9.2. UFMAS: Challenging Experiments

Two categories of recoupling experiments will become increasingly challenging with increasing MAS frequency. The experiments where RF field requirements are directly proportional to several times the MAS frequency and second-order recoupling sequences where the Hamiltonian scales inversely with MAS frequency. Several routinely used first-order recoupling sequences such as C7₂¹, SPC-5, ¹³C–¹⁵N REDOR/TEDOR, etc., fall under this category.^137,167,168 Especially, the available RF field on the Y (¹⁵N) channel of most commercial UFMAS probes is about 75% or lower of the spinning frequency. Despite the favorable ¹⁵N${T_2}^{\prime }$, it becomes difficult to employ TEDOR for measuring heteronuclear distance restraints. A recent study proposed an alternate implementation of the TEDOR experiment, where the REDOR pulses can be stretched and the recoupling period can be deferred by inserting dummy rotor periods. This method lowers the RF requirement by a factor of 2 and can be implemented at UFMAS MAS but at the expense of longer recoupling durations.²³¹ As an alternative to symmetry-based homonuclear dipolar recoupling sequences such as $C{\text{7}}_2{}^1$ and SPC-5, several lower power homonuclear dipolar recoupling sequences, belonging to the $SR{2}_{2\text{p}}{}^1$ family, can be employed with RF amplitude approximately 50% of the spinning frequency.¹⁵⁹ These sequences can be implemented as DQ filtering experiments to map out protein–antibody interactions, where the protein is specifically labeled. Mapping such interactions is crucial in molecular medicines, therapeutics, and biology.^393,552 Even the classical CPMAS experiment might become challenging with the ever-increasing MAS frequency in the near future. Scalar coupling experiments will become increasingly feasible, provided the $T_2{}^{\prime }$ is sufficiently long on the desired nuclei.

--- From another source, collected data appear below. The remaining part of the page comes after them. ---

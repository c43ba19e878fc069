//! Upscaler core: pure state machine, policies and view-model helpers.
mod credential;
mod effect;
mod intake;
mod msg;
mod policy;
mod state;
mod update;
mod view_model;

pub use credential::{decode_credential, Credential, CredentialError, IdentityClaims};
pub use effect::{Effect, UploadPayload};
pub use intake::{accept_file, FileCandidate, IntakeRejection, SelectedFile};
pub use msg::{Msg, StatusReport, VerificationOutcome};
pub use policy::{
    cache_busted_url, ImageRetryDecision, ImageRetryPolicy, IntakePolicy, PollDecision,
    PollPolicy,
};
pub use state::{
    AppState, EnhancedImage, ImagePhase, Job, JobStatus, JobTicket, SessionSnapshot, Settings,
    SignInTicket, UserSession, Verification,
};
pub use update::{update, TIMEOUT_ERROR};
pub use view_model::{
    AppViewModel, ComparisonView, EnhancedView, JobCardView, Screen, SelectedFileView,
    SignedInView, StatusBadge, UserView,
};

9.3. Limitation of Fast-MAS

One of the obvious limitations of fast-MAS is its low absolute sensitivity owing to the small sample volume that can be partially or fully offset by proton detection. In order to minimize this unfavorable factor, it is crucial to use an optimal size MAS rotor as discussed in section 2.4. Despite very fast-spinning, friction induced sample heating is not a major issue in most cases, as the speed at the surface is comparable to that of regular MAS rotors. In fact, friction induced heating is less for smaller rotors at a given MAS frequency. In addition, the friction induced heating can be reduced by applying cooled gas to maintain the sample temperature. Moreover, the use of fast-MAS can further reduce sample heating due to low-power RF field irradiations required for heteronuclear decoupling, while high-power heteronuclear decoupling is usually preferred for slow-to-moderate MAS frequencies to achieve efficient decoupling.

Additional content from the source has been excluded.